(DATA PROVIDED)
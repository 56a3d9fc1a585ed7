//! Turns a completed intake form into persisted records.
//!
//! Stages run strictly in order: customer resolution, media, signature, security
//! encoding, totals, order creation, events. A failing stage stops the pipeline and is
//! reported together with the stages that already completed. Completed side effects are
//! not rolled back.

#[cfg(test)]
pub(crate) mod fakes;
pub mod media;
pub mod obfuscation;
pub mod totals;

use std::fmt;
use std::sync::Arc;

use chrono::{DateTime, Utc};
use rust_decimal::Decimal;
use serde::{Deserialize, Serialize};
use thiserror::Error;
use tracing::{debug, info, warn};
use uuid::Uuid;

use crate::audit::{AuditCategory, AuditContext, AuditOutcome, AuditSink};
use crate::domain::customer::{Customer, CustomerChanges, CustomerId};
use crate::domain::event::{Operator, WorkOrderEvent, WorkOrderEventKind};
use crate::domain::work_order::{
    order_number_at, DeviceIdentity, LineItem, MediaMetadata, ObfuscatedSecurity, Totals,
    WorkOrder, WorkOrderId, WorkOrderStatus,
};
use crate::ports::{CustomerDirectory, FileStore, PortError, WorkOrderEventLog, WorkOrderStore};
use crate::wizard::form::{DeviceRef, FormState};

#[derive(Clone, Copy, Debug, PartialEq, Eq, Hash, Serialize, Deserialize)]
#[serde(rename_all = "snake_case")]
pub enum SubmissionStage {
    CustomerResolution,
    MediaPersistence,
    SignaturePersistence,
    SecurityEncoding,
    TotalsComputation,
    OrderCreation,
    EventEmission,
}

impl SubmissionStage {
    pub fn as_str(&self) -> &'static str {
        match self {
            Self::CustomerResolution => "customer_resolution",
            Self::MediaPersistence => "media_persistence",
            Self::SignaturePersistence => "signature_persistence",
            Self::SecurityEncoding => "security_encoding",
            Self::TotalsComputation => "totals_computation",
            Self::OrderCreation => "order_creation",
            Self::EventEmission => "event_emission",
        }
    }
}

impl fmt::Display for SubmissionStage {
    fn fmt(&self, f: &mut fmt::Formatter<'_>) -> fmt::Result {
        f.write_str(self.as_str())
    }
}

#[derive(Clone, Debug, Error, PartialEq, Eq)]
#[error("work order submission failed at {stage}: {cause}")]
pub struct SubmissionError {
    pub stage: SubmissionStage,
    pub cause: PortError,
    /// Stages whose side effects already happened.
    pub completed: Vec<SubmissionStage>,
}

#[derive(Clone, Debug)]
pub struct SubmissionContext {
    pub session_id: String,
    pub operator: Operator,
    pub tax_rate: Decimal,
}

#[derive(Clone, Debug, PartialEq, Eq, Serialize, Deserialize)]
pub struct SubmissionResult {
    pub order_id: WorkOrderId,
    pub order_number: String,
    pub customer_id: CustomerId,
    pub signature_ref: Option<String>,
    pub media: Vec<MediaMetadata>,
    pub totals: Totals,
}

pub struct SubmissionAssembler {
    customers: Arc<dyn CustomerDirectory>,
    files: Arc<dyn FileStore>,
    orders: Arc<dyn WorkOrderStore>,
    events: Arc<dyn WorkOrderEventLog>,
    audit: Option<Arc<dyn AuditSink>>,
}

/// Tracks stage completion for one submission and reports each stage to logs and audit.
struct PipelineRun<'a> {
    audit: Option<&'a dyn AuditSink>,
    context: AuditContext,
    completed: Vec<SubmissionStage>,
}

impl<'a> PipelineRun<'a> {
    fn new(audit: Option<&'a dyn AuditSink>, context: &SubmissionContext) -> Self {
        Self {
            audit,
            context: AuditContext::new(
                None,
                Some(context.session_id.clone()),
                Uuid::new_v4().to_string(),
                context.operator.display_name(),
            ),
            completed: Vec::new(),
        }
    }

    fn finish<T>(
        &mut self,
        stage: SubmissionStage,
        result: Result<T, PortError>,
    ) -> Result<T, SubmissionError> {
        match result {
            Ok(value) => {
                debug!(
                    event_name = "submission.stage.completed",
                    session_id = ?self.context.session_id,
                    correlation_id = %self.context.correlation_id,
                    stage = %stage,
                    "submission stage completed"
                );
                self.emit(
                    format!("submission.{stage}.completed"),
                    AuditOutcome::Success,
                    &[("stage", stage.as_str().to_string())],
                );
                self.completed.push(stage);
                Ok(value)
            }
            Err(cause) => {
                warn!(
                    event_name = "submission.stage.failed",
                    session_id = ?self.context.session_id,
                    correlation_id = %self.context.correlation_id,
                    stage = %stage,
                    completed = self.completed.len(),
                    error = %cause,
                    "submission stage failed"
                );
                self.emit(
                    "submission.failed",
                    AuditOutcome::Failed,
                    &[("stage", stage.as_str().to_string()), ("cause", cause.to_string())],
                );
                Err(SubmissionError { stage, cause, completed: std::mem::take(&mut self.completed) })
            }
        }
    }

    fn emit(&self, event_type: impl Into<String>, outcome: AuditOutcome, metadata: &[(&str, String)]) {
        let Some(sink) = self.audit else {
            return;
        };
        let event = metadata.iter().fold(
            self.context.event(event_type, AuditCategory::Submission, outcome),
            |event, (key, value)| event.with_metadata(*key, value.clone()),
        );
        sink.emit(event);
    }
}

impl SubmissionAssembler {
    pub fn new(
        customers: Arc<dyn CustomerDirectory>,
        files: Arc<dyn FileStore>,
        orders: Arc<dyn WorkOrderStore>,
        events: Arc<dyn WorkOrderEventLog>,
    ) -> Self {
        Self { customers, files, orders, events, audit: None }
    }

    pub fn with_audit_sink(mut self, sink: Arc<dyn AuditSink>) -> Self {
        self.audit = Some(sink);
        self
    }

    pub async fn assemble(
        &self,
        form: &FormState,
        context: &SubmissionContext,
    ) -> Result<SubmissionResult, SubmissionError> {
        let mut run = PipelineRun::new(self.audit.as_deref(), context);
        let now = Utc::now();
        info!(
            event_name = "submission.started",
            session_id = %context.session_id,
            correlation_id = %run.context.correlation_id,
            "assembling work order"
        );

        let customer_id =
            run.finish(SubmissionStage::CustomerResolution, self.resolve_customer(form, now).await)?;
        let media = run.finish(SubmissionStage::MediaPersistence, self.persist_media(form, now).await)?;
        let signature_ref =
            run.finish(SubmissionStage::SignaturePersistence, self.persist_signature(form, now).await)?;
        let security = run.finish(
            SubmissionStage::SecurityEncoding,
            Ok(obfuscation::obfuscate_security(&form.security)),
        )?;
        let line_items: Vec<LineItem> = form.suggested_items.iter().map(|item| item.to_line_item()).collect();
        let totals = run.finish(
            SubmissionStage::TotalsComputation,
            Ok(totals::compute_totals(&line_items, context.tax_rate)),
        )?;

        let order = build_order(OrderParts {
            form,
            operator: &context.operator,
            customer_id: customer_id.clone(),
            media: media.clone(),
            signature_ref: signature_ref.clone(),
            security,
            line_items,
            totals: totals.clone(),
            now,
        });
        let order = run.finish(SubmissionStage::OrderCreation, self.create_order(order).await)?;
        run.context.order_id = Some(order.id.clone());

        run.finish(SubmissionStage::EventEmission, self.emit_events(form, &order, &context.operator, now).await)?;

        info!(
            event_name = "submission.completed",
            session_id = %context.session_id,
            order_id = %order.id.0,
            order_number = %order.order_number,
            total = %totals.total,
            "work order created"
        );
        run.emit("submission.completed", AuditOutcome::Success, &[("order_number", order.order_number.clone())]);

        Ok(SubmissionResult {
            order_id: order.id,
            order_number: order.order_number,
            customer_id,
            signature_ref,
            media,
            totals,
        })
    }

    async fn resolve_customer(&self, form: &FormState, now: DateTime<Utc>) -> Result<CustomerId, PortError> {
        let changes = CustomerChanges {
            name: form.customer.full_name(),
            email: form.customer.email.trim().to_string(),
            additional_phones: form.customer.additional_phones.clone(),
        };

        if let Some(id) = &form.existing_customer_id {
            let mut customer = self
                .customers
                .find_by_id(id)
                .await?
                .ok_or_else(|| PortError::NotFound(format!("customer `{}`", id.0)))?;
            customer.apply_changes(changes, now);
            customer.record_order();
            self.customers.save(customer).await?;
            return Ok(id.clone());
        }

        let phone = form.customer.phone.trim();
        if let Some(mut customer) = self.customers.find_by_phone(phone).await? {
            debug!(
                event_name = "submission.customer.matched_by_phone",
                customer_id = %customer.id.0,
                "reusing customer with matching phone"
            );
            let id = customer.id.clone();
            customer.apply_changes(changes, now);
            customer.record_order();
            self.customers.save(customer).await?;
            return Ok(id);
        }

        let customer = Customer {
            id: CustomerId(Uuid::new_v4().to_string()),
            name: changes.name,
            phone: phone.to_string(),
            email: changes.email,
            additional_phones: changes.additional_phones,
            total_orders: 1,
            created_at: now,
            updated_at: now,
        };
        let id = customer.id.clone();
        self.customers.save(customer).await?;
        Ok(id)
    }

    async fn persist_media(&self, form: &FormState, now: DateTime<Utc>) -> Result<Vec<MediaMetadata>, PortError> {
        let mut stored = Vec::with_capacity(form.media_files.len());
        for (position, file) in form.media_files.iter().enumerate() {
            if let Some(metadata) = media::existing_metadata(file) {
                stored.push(metadata);
                continue;
            }
            if let Some(upload) = media::media_upload(file, position, now) {
                let location = self.files.upload(upload.clone()).await?;
                stored.push(media::uploaded_metadata(&upload, &location));
            }
        }
        Ok(stored)
    }

    async fn persist_signature(&self, form: &FormState, now: DateTime<Utc>) -> Result<Option<String>, PortError> {
        let Some(signature) = &form.signature else {
            return Ok(None);
        };
        let upload = media::signature_upload(signature, now)?;
        let stored = self.files.upload(upload).await?;
        Ok(Some(stored.url))
    }

    async fn create_order(&self, order: WorkOrder) -> Result<WorkOrder, PortError> {
        self.orders.create(order.clone()).await?;
        Ok(order)
    }

    async fn emit_events(
        &self,
        form: &FormState,
        order: &WorkOrder,
        operator: &Operator,
        now: DateTime<Utc>,
    ) -> Result<(), PortError> {
        let author = operator.display_name().to_string();
        let event = |kind: WorkOrderEventKind, description: String, for_customer: bool| WorkOrderEvent {
            id: Uuid::new_v4().to_string(),
            order_id: order.id.clone(),
            order_number: order.order_number.clone(),
            kind,
            description,
            user_id: operator.id.clone(),
            user_name: author.clone(),
            user_role: operator.role_or_default().to_string(),
            for_customer,
            created_at: now,
        };

        let comments = form.comments.trim();
        if !comments.is_empty() {
            self.events.append(event(WorkOrderEventKind::Note, comments.to_string(), true)).await?;
        }
        self.events
            .append(event(
                WorkOrderEventKind::Create,
                format!("Order created by {author}. Data and attachments saved from the intake wizard."),
                false,
            ))
            .await
    }
}

struct OrderParts<'a> {
    form: &'a FormState,
    operator: &'a Operator,
    customer_id: CustomerId,
    media: Vec<MediaMetadata>,
    signature_ref: Option<String>,
    security: ObfuscatedSecurity,
    line_items: Vec<LineItem>,
    totals: Totals,
    now: DateTime<Utc>,
}

fn ref_name(value: Option<&DeviceRef>) -> Option<String> {
    value.map(|value| value.name().trim().to_string()).filter(|name| !name.is_empty())
}

fn build_order(parts: OrderParts<'_>) -> WorkOrder {
    let OrderParts { form, operator, customer_id, media, signature_ref, security, line_items, totals, now } =
        parts;

    let device_type = ref_name(form.device_category.as_ref())
        .or_else(|| ref_name(form.device_subcategory.as_ref()))
        .or_else(|| form.device_type.clone().filter(|kind| !kind.trim().is_empty()));

    let mut custom_fields = form.custom_fields.clone();
    if let Some(device) = &form.catalog_device {
        if let Ok(value) = serde_json::to_value(device) {
            custom_fields.insert("catalog_device".to_string(), value);
        }
    }

    WorkOrder {
        id: WorkOrderId(Uuid::new_v4().to_string()),
        order_number: order_number_at(now),
        status: WorkOrderStatus::Intake,
        customer_id,
        customer_name: form.customer.full_name(),
        customer_phone: form.customer.phone.trim().to_string(),
        customer_email: form.customer.email.trim().to_string(),
        device: DeviceIdentity {
            device_type,
            brand: ref_name(form.device_brand.as_ref()).unwrap_or_default(),
            model: ref_name(form.device_model.as_ref()).unwrap_or_default(),
            subcategory: ref_name(form.device_subcategory.as_ref()),
            serial: form.device_serial.trim().to_string(),
        },
        initial_problem: form.problem_description.trim().to_string(),
        photos: media,
        customer_signature: signature_ref,
        security,
        checklist_items: form.checklist_items.clone(),
        checklist_notes: form.checklist_notes.clone(),
        line_items,
        cost_estimate: totals.total,
        totals,
        assignment: form.assignment.clone().unwrap_or_default(),
        terms_accepted: form.terms_accepted,
        custom_fields,
        created_by: operator.id.clone().unwrap_or_else(|| operator.display_name().to_string()),
        created_at: now,
    }
}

(ASSIGNED TASK) The lines to return are those holding the string "Decimal" anywhere in the listing above.

(WRITTEN RESPONSE)
use rust_decimal::Decimal;
    pub tax_rate: Decimal,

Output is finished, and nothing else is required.